Luke Maurer jyrinx@mindspring.com
Sun, 4 Nov 2001 23:27:15 -0800

Hi! I'm glad to have run accross Haskell, as a project I've been toying with
in my mind seems very well-suited for this. It involves the numeric solution
of differential equations. I'm thrilled to see how easy this is, as shown in
my first little code snippet:


-- Euler's method for solution of first-order differential equations
-- In function arguments, the initial value problem under consideration is:

-- df/dt = f'(f, t)
-- f(0) = f0

-- The euler function returns an infinite list of the values at each
-- of length dt of the solution.
euler                   :: (Num a) => (a -> a -> a) -> a -> a -> [a]
euler f' dt f0          = euler' f' dt f0 0 -- t "defaults" to 0

-- This function does the actual work, sparing the user from having to
-- a value for t (which should always be 0 in the initial call, anyway)
euler'                  :: (Num a) => (a -> a -> a) -> a -> a -> a -> [a]
euler' f' dt f t        = f : euler' f' dt fnext (t + dt)
        where fnext     = f + dt * (f' f t)


(Only three lines of actual code (not counting declarations)!
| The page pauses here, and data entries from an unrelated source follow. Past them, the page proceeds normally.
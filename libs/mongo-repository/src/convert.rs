//! Record sanitizer for external serialization.
//!
//! Lowers BSON wrapper types to plain JSON values, renames internal keys
//! to their public form, and strips internal/meta fields before a record
//! leaves the process.

use std::collections::HashMap;

use base64::Engine;
use base64::engine::general_purpose::STANDARD as BASE64;
use mongodb::bson::Bson;
use serde::Serialize;
use serde_json::{Map, Value};

/// Key-rename rule applied during sanitization.
pub enum Keymap {
    /// Static old-name to new-name mapping.
    Map(HashMap<String, String>),
    /// Dynamic rename; `None` means keep the original key.
    Func(Box<dyn Fn(&str) -> Option<String> + Send + Sync>),
}

impl Keymap {
    fn rename(&self, key: &str) -> Option<String> {
        match self {
            Keymap::Map(map) => map.get(key).cloned(),
            Keymap::Func(func) => func(key),
        }
    }
}

pub struct ConvertOptions {
    /// Dot-paths removed from the output, e.g. `"owner.email"`. Array
    /// elements inherit the path of the array field itself.
    pub exclude: Vec<String>,
    /// Keys whose name starts with one of these prefixes are stripped.
    pub exclude_prefixes: Vec<String>,
    pub keymap: Keymap,
}

impl Default for ConvertOptions {
    fn default() -> Self {
        Self {
            exclude: Vec::new(),
            exclude_prefixes: vec!["_".to_string(), "$".to_string()],
            keymap: Keymap::Map(HashMap::from([("_id".to_string(), "id".to_string())])),
        }
    }
}

impl ConvertOptions {
    pub fn exclude(mut self, paths: &[&str]) -> Self {
        self.exclude = paths.iter().map(|path| path.to_string()).collect();
        self
    }
}

/// Sanitize any serializable value into a plain JSON value.
///
/// ObjectIds become hex strings, Decimal128 becomes a native number
/// (accepting precision loss), datetimes become RFC 3339 strings and
/// binary data becomes base64. Key renames run before prefix stripping,
/// so the default `_id` -> `id` rename survives the underscore strip.
///
/// Infallible: values BSON cannot represent fall back to their plain
/// JSON serialization, and anything unserializable becomes `null`.
pub fn convert_object<T: Serialize>(value: &T, options: &ConvertOptions) -> Value {
    let lowered = match mongodb::bson::to_bson(value) {
        Ok(bson) => lower_bson(bson),
        Err(_) => serde_json::to_value(value).unwrap_or(Value::Null),
    };
    sanitize(lowered, options, &[])
}

/// Lower a BSON tree into JSON-safe values.
fn lower_bson(bson: Bson) -> Value {
    match bson {
        Bson::Document(document) => Value::Object(
            document
                .into_iter()
                .map(|(key, value)| (key, lower_bson(value)))
                .collect(),
        ),
        Bson::Array(items) => Value::Array(items.into_iter().map(lower_bson).collect()),
        Bson::ObjectId(oid) => Value::String(oid.to_hex()),
        Bson::Decimal128(decimal) => {
            let text = decimal.to_string();
            match text.parse::<f64>().ok().and_then(serde_json::Number::from_f64) {
                Some(number) => Value::Number(number),
                None => Value::String(text),
            }
        }
        Bson::DateTime(datetime) => match datetime.try_to_rfc3339_string() {
            Ok(rfc3339) => Value::String(rfc3339),
            Err(_) => Value::Number(datetime.timestamp_millis().into()),
        },
        Bson::Binary(binary) => Value::String(BASE64.encode(&binary.bytes)),
        Bson::String(text) => Value::String(text),
        Bson::Boolean(flag) => Value::Bool(flag),
        Bson::Int32(number) => Value::Number(number.into()),
        Bson::Int64(number) => Value::Number(number.into()),
        Bson::Double(number) => serde_json::Number::from_f64(number)
            .map(Value::Number)
            .unwrap_or(Value::Null),
        Bson::Null | Bson::Undefined => Value::Null,
        other => other.into_relaxed_extjson(),
    }
}

fn sanitize(value: Value, options: &ConvertOptions, path: &[String]) -> Value {
    match value {
        Value::Object(fields) => {
            let mut sanitized = Map::new();
            for (key, field) in fields {
                let key = options.keymap.rename(&key).unwrap_or(key);
                if options
                    .exclude_prefixes
                    .iter()
                    .any(|prefix| key.starts_with(prefix.as_str()))
                {
                    continue;
                }

                let mut field_path = path.to_vec();
                field_path.push(key.clone());
                if options.exclude.iter().any(|excluded| {
                    excluded
                        .split('.')
                        .eq(field_path.iter().map(String::as_str))
                }) {
                    continue;
                }

                sanitized.insert(key, sanitize(field, options, &field_path));
            }
            Value::Object(sanitized)
        }
        // Elements share the array field's path.
        Value::Array(items) => Value::Array(
            items
                .into_iter()
                .map(|item| sanitize(item, options, path))
                .collect(),
        ),
        other => other,
    }
}

#[cfg(test)]
mod tests {
    use super::*;
    use mongodb::bson::oid::ObjectId;
    use mongodb::bson::{DateTime, Decimal128, doc};
    use serde_json::json;

    #[test]
    fn renames_object_id_to_public_key() {
        let oid = ObjectId::new();
        let record = doc! { "_id": oid, "name": "widget" };

        let output = convert_object(&record, &ConvertOptions::default());

        assert_eq!(output["id"], json!(oid.to_hex()));
        assert_eq!(output["name"], json!("widget"));
        assert!(output.get("_id").is_none());
    }

    #[test]
    fn strips_internal_prefixed_fields() {
        let record = doc! { "_secret": "hidden", "$meta": 1, "name": "visible" };

        let output = convert_object(&record, &ConvertOptions::default());

        assert!(output.get("_secret").is_none());
        assert!(output.get("$meta").is_none());
        assert_eq!(output["name"], json!("visible"));
    }

    #[test]
    fn lowers_decimal_to_number() {
        let decimal: Decimal128 = "19.99".parse().unwrap();
        let record = doc! { "price": decimal };

        let output = convert_object(&record, &ConvertOptions::default());

        assert_eq!(output["price"], json!(19.99));
    }

    #[test]
    fn lowers_datetime_to_rfc3339() {
        let record = doc! { "created_at": DateTime::from_millis(0) };

        let output = convert_object(&record, &ConvertOptions::default());

        assert_eq!(output["created_at"], json!("1970-01-01T00:00:00Z"));
    }

    #[test]
    fn sanitizes_nested_documents_and_arrays() {
        let record = doc! {
            "items": [
                { "_id": ObjectId::new(), "_internal": true, "label": "a" },
                { "_id": ObjectId::new(), "label": "b" },
            ],
        };

        let output = convert_object(&record, &ConvertOptions::default());

        let items = output["items"].as_array().unwrap();
        assert_eq!(items.len(), 2);
        for item in items {
            assert!(item.get("id").is_some());
            assert!(item.get("_internal").is_none());
        }
        assert_eq!(items[0]["label"], json!("a"));
    }

    #[test]
    fn excludes_dot_paths_including_array_elements() {
        let record = doc! {
            "owner": { "name": "ada", "email": "ada@example.com" },
            "items": [{ "label": "a", "cost": 5 }],
        };
        let options = ConvertOptions::default().exclude(&["owner.email", "items.cost"]);

        let output = convert_object(&record, &options);

        assert_eq!(output["owner"]["name"], json!("ada"));
        assert!(output["owner"].get("email").is_none());
        assert!(output["items"][0].get("cost").is_none());
        assert_eq!(output["items"][0]["label"], json!("a"));
    }

    #[test]
    fn function_keymap_renames_dynamically() {
        let record = doc! { "internalName": "x", "other": 1 };
        let options = ConvertOptions {
            keymap: Keymap::Func(Box::new(|key| {
                (key == "internalName").then(|| "name".to_string())
            })),
            ..ConvertOptions::default()
        };

        let output = convert_object(&record, &options);

        assert_eq!(output["name"], json!("x"));
        assert_eq!(output["other"], json!(1));
    }

    #[test]
    fn output_survives_json_round_trip() {
        let record = doc! { "_id": ObjectId::new(), "when": DateTime::now() };

        let output = convert_object(&record, &ConvertOptions::default());

        let text = serde_json::to_string(&output).unwrap();
        let parsed: Value = serde_json::from_str(&text).unwrap();
        assert_eq!(parsed, output);
    }
}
Consider me a
convert :-) Yes, you could do it like this in Lisp, I'm sure, but this is so
much more succinct and expressive ... and Lisp can't do this cool infinite
list stuff, can it?)

My only issue (and it is nitpicky) is that I don't really like having to
declare an extra function (euler') in the same scope as euler. I tried
playing with where clauses or let expressions, but I couldn't find a way to
make GHC happy without introducing a bunch of extra variables (since I'd
need new versions of the arguments to euler; in euler', I just used the same
names. Also, nested "where" doesn't work as I'd like it to.) Is there, in
fact, a more concise way to express what I'm doing?

Would anyone like to comment on my style (or lack thereof), idiom, etc., so
I can squelch any bad habits before they start :-) ? Thanks!